Empty newborn beds in the maternity ward of a hospital.

Empty newborn beds in the maternity ward of a hospital.
Photo: Sean Gallup (Getty Images)

New research confirms the increased risk for pregnant women and their families face from covid-19. Data recently released by the Centers for Disease Control and Prevention shows that pregnant people infected with covid-19 are more likely to have a stillbirth; this link seems to have gotten stronger after the emergence of the Delta variant.

Studies have for some time suggested that covid-19 is more dangerous for pregnant women. They are more likely experience serious illness, death, and delivery complications. This new research, published by the CDC last week, provides a closer look at the risk of stillbirth caused by coronavirus, in particular The Delta variant.

The study looked at over one million hospital births performed between March 2020 and September 2021. Stillbirths – loss of a baby before or during birth – were generally low over time. However, individuals infected with covid-19 at the time of birth were still significantly more likely to have a stillbirth. Overall, about 1.26% of infected pregnant women had a stillbirth-related birth, compared with 0.64% of those who were not infected.
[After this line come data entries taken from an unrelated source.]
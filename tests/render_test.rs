use jpql_render::ast::visit::count_literals;
use jpql_render::prelude::*;
use pretty_assertions::assert_eq;

fn book() -> EntityRef {
    EntityRef::new("Book", "b")
}

#[test]
fn test_lower_literal_in_both_modes() {
    let b = book();
    let query: Query = SelectQuery::new("String", vec![Expr::lower(Expr::lit("Foo"))], b).into();

    let inline = jpql_render::render(&query, RenderMode::Inline).unwrap();
    assert_eq!(inline.query, "SELECT LOWER('Foo') FROM Book AS b");
    assert!(inline.params.is_empty());

    let bound = jpql_render::render(&query, RenderMode::Placeholder).unwrap();
    assert_eq!(bound.query, "SELECT LOWER(:param1) FROM Book AS b");
    assert_eq!(bound.params.len(), 1);
    assert_eq!(bound.params["param1"], Value::from("Foo"));
}

#[test]
fn test_current_time_ignores_mode() {
    let b = book();
    let query: Query = SelectQuery::new("Time", vec![Expr::CurrentTime], b).into();
    for mode in [RenderMode::Inline, RenderMode::Placeholder] {
        let result = jpql_render::render(&query, mode).unwrap();
        assert_eq!(result.query, "SELECT CURRENT_TIME() FROM Book AS b");
        assert!(result.params.is_empty());
    }
}

#[test]
fn test_update_without_assignments_fails() {
    let query: Query = UpdateQuery {
        entity: book(),
        set: vec![],
        where_clause: Some(Expr::path("b.id").equal(Expr::lit(1))),
    }
    .into();
    let err = jpql_render::render(&query, RenderMode::Placeholder).unwrap_err();
    assert!(matches!(err, RenderError::InvalidQueryShape(_)));
}

#[test]
fn test_precedence_in_full_query() {
    let b = book();
    let sum = Expr::arithmetic(b.path("price"), ArithmeticOp::Add, b.path("tax"));
    let query: Query = SelectQuery::new(
        "BigDecimal",
        vec![
            Expr::arithmetic(
                b.path("price"),
                ArithmeticOp::Add,
                Expr::arithmetic(b.path("tax"), ArithmeticOp::Mul, b.path("rate")),
            ),
            Expr::arithmetic(sum, ArithmeticOp::Mul, b.path("rate")).alias("gross"),
        ],
        b,
    )
    .into();

    let result = jpql_render::render(&query, RenderMode::Inline).unwrap();
    assert_eq!(
        result.query,
        "SELECT b.price + b.tax * b.rate, (b.price + b.tax) * b.rate AS gross FROM Book AS b"
    );
}

#[test]
fn test_every_placeholder_is_bound() {
    let b = book();
    let a = EntityRef::new("Author", "a");
    let inner = SelectQuery::new("Long", vec![a.path("id")], a.clone())
        .filter(a.path("born").greater_than(Expr::lit(1950)));
    let mut query = SelectQuery::new("Book", vec![Expr::entity(&b)], b.clone()).filter(Expr::and(vec![
        Expr::InSubquery {
            value: Box::new(b.path("authorId")),
            subquery: Box::new(inner),
            negated: false,
        },
        Expr::In {
            value: Box::new(b.path("genre")),
            list: vec![Expr::lit("sf"), Expr::lit("fantasy")],
            negated: false,
        },
    ]));
    query.order_by = vec![Sort::asc(Expr::Coalesce(vec![b.path("subtitle"), Expr::lit("")]))];
    let query: Query = query.into();

    let result = jpql_render::render(&query, RenderMode::Placeholder).unwrap();
    assert_eq!(
        result.query,
        "SELECT b FROM Book AS b WHERE b.authorId IN (SELECT a.id FROM Author AS a WHERE a.born > :param1) \
         AND b.genre IN (:param2, :param3) ORDER BY COALESCE(b.subtitle, :param4) ASC"
    );
    assert_eq!(result.params.len(), count_literals(&query));
    assert_eq!(
        result.params.values().cloned().collect::<Vec<_>>(),
        vec![Value::Int(1950), Value::from("sf"), Value::from("fantasy"), Value::from("")]
    );
}

#[test]
fn test_missing_binding_produces_no_text() {
    let b = book();
    let query: Query = DeleteQuery {
        entity: b.clone(),
        where_clause: Some(b.path("isbn").equal(Expr::param("isbn"))),
    }
    .into();

    let mut params = Params::new();
    params.insert("title".to_string(), Value::from("Dune"));

    let err = JpqlRenderer::default()
        .render_with_params(&query, &params, RenderMode::Inline)
        .unwrap_err();
    assert!(matches!(err, RenderError::MissingParameterBinding(name) if name == "isbn"));

    params.insert("isbn".to_string(), Value::from("978-0441013593"));
    let result = JpqlRenderer::default()
        .render_with_params(&query, &params, RenderMode::Inline)
        .unwrap();
    assert_eq!(result.query, "DELETE FROM Book AS b WHERE b.isbn = :isbn");
    assert_eq!(result.params.len(), 1);
}

#[test]
fn test_inline_mode_rejects_binary_literal() {
    let b = book();
    let query: Query = SelectQuery::new("Book", vec![Expr::entity(&b)], b.clone())
        .filter(b.path("cover").equal(Expr::lit(vec![0xffu8, 0xd8])))
        .into();

    let err = jpql_render::render(&query, RenderMode::Inline).unwrap_err();
    assert!(matches!(err, RenderError::UnsupportedValue(_)));

    let result = jpql_render::render(&query, RenderMode::Placeholder).unwrap();
    assert_eq!(result.params["param1"], Value::Bytes(vec![0xff, 0xd8]));
}

#[test]
fn test_render_from_json_model() {
    let json = r#"{
        "select": {
            "result_type": "Book",
            "select": [{ "entity": { "name": "Book", "alias": "b" } }],
            "from": [{ "entity": { "name": "Book", "alias": "b" } }],
            "where": {
                "comparison": {
                    "op": "gt",
                    "left": { "path": { "segments": ["b", "pages"] } },
                    "right": { "literal": { "type": "int", "value": 300 } }
                }
            },
            "order_by": [{ "expr": { "path": { "segments": ["b", "title"] } }, "order": "desc" }]
        }
    }"#;
    let query: Query = serde_json::from_str(json).unwrap();
    assert_eq!(query.kind_name(), "select");
    assert_eq!(query.result_type(), Some("Book"));

    let result = jpql_render::render(&query, RenderMode::Placeholder).unwrap();
    assert_eq!(
        result.query,
        "SELECT b FROM Book AS b WHERE b.pages > :param1 ORDER BY b.title DESC"
    );

    let json = serde_json::to_value(&result).unwrap();
    assert_eq!(json["query"], result.query.as_str());
    assert_eq!(json["params"]["param1"]["value"], 300);
}

#[test]
fn test_renders_are_deterministic_across_threads() {
    let b = book();
    let query: Query = SelectQuery::new("Book", vec![Expr::entity(&b)], b.clone())
        .filter(Expr::or(vec![
            b.path("price").less_than(Expr::lit(10.5)),
            Expr::not(b.path("title").equal(Expr::lit("O'Hara"))),
        ]))
        .into();
    let renderer = JpqlRenderer::default();
    let expected = renderer.render(&query, RenderMode::Placeholder).unwrap();

    std::thread::scope(|scope| {
        let handles: Vec<_> = (0..4)
            .map(|_| scope.spawn(|| renderer.render(&query, RenderMode::Placeholder).unwrap()))
            .collect();
        for handle in handles {
            assert_eq!(handle.join().unwrap(), expected);
        }
    });

    let inline = renderer.render(&query, RenderMode::Inline).unwrap();
    assert_eq!(
        inline.query,
        "SELECT b FROM Book AS b WHERE b.price < 10.5 OR NOT b.title = 'O''Hara'"
    );
}
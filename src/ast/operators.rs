use serde::{Deserialize, Serialize};

/// Arithmetic operators.
#[derive(Debug, Clone, Copy, PartialEq, Eq, Serialize, Deserialize)]
#[serde(rename_all = "snake_case")]
pub enum ArithmeticOp {
    Add,
    Sub,
    Mul,
    Div,
}

impl ArithmeticOp {
    pub fn as_str(&self) -> &'static str {
        match self {
            ArithmeticOp::Add => "+",
            ArithmeticOp::Sub => "-",
            ArithmeticOp::Mul => "*",
            ArithmeticOp::Div => "/",
        }
    }

    pub fn precedence(&self) -> Precedence {
        match self {
            ArithmeticOp::Add | ArithmeticOp::Sub => Precedence::Additive,
            ArithmeticOp::Mul | ArithmeticOp::Div => Precedence::Multiplicative,
        }
    }

    /// `a op (b op c) == (a op b) op c`
    pub fn is_associative(&self) -> bool {
        matches!(self, ArithmeticOp::Add | ArithmeticOp::Mul)
    }
}

impl std::fmt::Display for ArithmeticOp {
    fn fmt(&self, f: &mut std::fmt::Formatter<'_>) -> std::fmt::Result {
        f.write_str(self.as_str())
    }
}

/// Comparison operators.
#[derive(Debug, Clone, Copy, PartialEq, Eq, Serialize, Deserialize)]
#[serde(rename_all = "snake_case")]
pub enum ComparisonOp {
    Eq,
    Ne,
    Gt,
    Gte,
    Lt,
    Lte,
}

impl ComparisonOp {
    pub fn as_str(&self) -> &'static str {
        match self {
            ComparisonOp::Eq => "=",
            ComparisonOp::Ne => "<>",
            ComparisonOp::Gt => ">",
            ComparisonOp::Gte => ">=",
            ComparisonOp::Lt => "<",
            ComparisonOp::Lte => "<=",
        }
    }
}

impl std::fmt::Display for ComparisonOp {
    fn fmt(&self, f: &mut std::fmt::Formatter<'_>) -> std::fmt::Result {
        f.write_str(self.as_str())
    }
}

/// Logical combinators.
#[derive(Debug, Clone, Copy, PartialEq, Eq, Default, Serialize, Deserialize)]
#[serde(rename_all = "snake_case")]
pub enum LogicalOp {
    #[default]
    And,
    Or,
}

impl LogicalOp {
    pub fn as_str(&self) -> &'static str {
        match self {
            LogicalOp::And => "AND",
            LogicalOp::Or => "OR",
        }
    }

    pub fn precedence(&self) -> Precedence {
        match self {
            LogicalOp::And => Precedence::And,
            LogicalOp::Or => Precedence::Or,
        }
    }

    /// Constant predicate rendered for an empty operand list.
    pub fn identity(&self) -> &'static str {
        match self {
            LogicalOp::And => "1 = 1",
            LogicalOp::Or => "0 = 1",
        }
    }
}

/// Aggregate functions.
#[derive(Debug, Clone, Copy, PartialEq, Eq, Serialize, Deserialize)]
#[serde(rename_all = "snake_case")]
pub enum AggregateFunc {
    Count,
    Sum,
    Avg,
    Min,
    Max,
}

impl AggregateFunc {
    pub fn keyword(&self) -> &'static str {
        match self {
            AggregateFunc::Count => "COUNT",
            AggregateFunc::Sum => "SUM",
            AggregateFunc::Avg => "AVG",
            AggregateFunc::Min => "MIN",
            AggregateFunc::Max => "MAX",
        }
    }
}

/// Sort direction.
#[derive(Debug, Clone, Copy, PartialEq, Eq, Default, Serialize, Deserialize)]
#[serde(rename_all = "snake_case")]
pub enum SortOrder {
    #[default]
    Asc,
    Desc,
}

/// Placement of nulls in a sort.
#[derive(Debug, Clone, Copy, PartialEq, Eq, Serialize, Deserialize)]
#[serde(rename_all = "snake_case")]
pub enum NullOrder {
    First,
    Last,
}

/// Join kinds.
#[derive(Debug, Clone, Copy, PartialEq, Eq, Default, Serialize, Deserialize)]
#[serde(rename_all = "snake_case")]
pub enum JoinKind {
    #[default]
    Inner,
    Left,
}

impl JoinKind {
    pub fn keyword(&self) -> &'static str {
        match self {
            JoinKind::Inner => "INNER JOIN",
            JoinKind::Left => "LEFT JOIN",
        }
    }
}

/// Binding strength of an expression, lowest first.
///
/// This is the single precedence table for the renderer: serializers never
/// decide parenthesization on their own, they ask [`needs_parentheses`].
#[derive(Debug, Clone, Copy, PartialEq, Eq, PartialOrd, Ord)]
pub enum Precedence {
    Alias,
    Or,
    And,
    Not,
    /// Comparison, LIKE, BETWEEN, IN, IS, MEMBER OF.
    Predicate,
    Additive,
    Multiplicative,
    Unary,
    Atom,
}

/// Position of a child operand relative to its parent operator.
#[derive(Debug, Clone, Copy, PartialEq, Eq)]
pub enum Operand {
    /// Left-hand operand, or sole operand of a prefix operator.
    Left,
    /// Right-hand operand of a left-associative operator.
    Right,
    /// Operand of a non-associative operator (comparison and friends).
    Strict,
    /// Operand of an operator that associates with an identical child.
    Chained,
}

/// Whether `child` must be wrapped in parentheses under `parent`.
pub fn needs_parentheses(parent: Precedence, child: Precedence, position: Operand) -> bool {
    match position {
        Operand::Left | Operand::Chained => child < parent,
        Operand::Right | Operand::Strict => child <= parent,
    }
}

#[cfg(test)]
mod tests {
    use super::*;

    #[test]
    fn test_precedence_order() {
        assert!(Precedence::Or < Precedence::And);
        assert!(Precedence::And < Precedence::Not);
        assert!(Precedence::Predicate < Precedence::Additive);
        assert!(Precedence::Additive < Precedence::Multiplicative);
        assert!(Precedence::Unary < Precedence::Atom);
    }

    #[test]
    fn test_needs_parentheses() {
        // (a + b) * c
        assert!(needs_parentheses(
            Precedence::Multiplicative,
            Precedence::Additive,
            Operand::Left
        ));
        // a + b * c
        assert!(!needs_parentheses(
            Precedence::Additive,
            Precedence::Multiplicative,
            Operand::Right
        ));
        // a - (b - c)
        assert!(needs_parentheses(
            Precedence::Additive,
            Precedence::Additive,
            Operand::Right
        ));
        // a - b - c
        assert!(!needs_parentheses(
            Precedence::Additive,
            Precedence::Additive,
            Operand::Left
        ));
        // x AND y AND z
        assert!(!needs_parentheses(Precedence::And, Precedence::And, Operand::Chained));
        // (x OR y) AND z
        assert!(needs_parentheses(Precedence::And, Precedence::Or, Operand::Chained));
    }
}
The delta variant of coronavirus is much more transmissible than the original strains of coronavirus that first spread globe last year. But there is mixed evidence of Delta’s capabilities to cause more serious illness. According to the CDC, there is data showing that people in general may be more likely to be hospitalized as a result of Delta, but that hospitalized individuals then have similar outcomes as they had with pre-Delta strains. Unfortunately, that does not seem to be the case pregnant people.

During July 2021 to September 2021, when the Delta variant had been firmly established as the predominant form of the virus, the number of stillbirths increased significantly among covid-infected people, from 0.98% of pre-Delta deliveries to 2.70%. Compared to non-infected, this meant an approximately four-fold increased risk of stillbirth.

The results seem to confirm anecdotal reports of multiple stillbirths and other complications during the recent Delta-led climax of the pandemic, and they do not bode well for the near future, either. Covid-19 cases are undeniably on the rise again, although they remain concentrated among the unvaccinated.

Compared to the general public, however, pregnant women are still less likely to be vaccinated for covid-19, in part due to misconceptions about the safety of vaccines. In fact, studies have not shown any increased risk of adverse health outcomes from vaccination of pregnant women, and experts, including the authors of the current study, continue to call for them to be vaccinated as soon as possible.

“Implementing evidence-based covid-19 prevention strategies, including vaccination before or during pregnancy, is crucial to reducing the impact of covid-19 on stillbirths,” the authors wrote.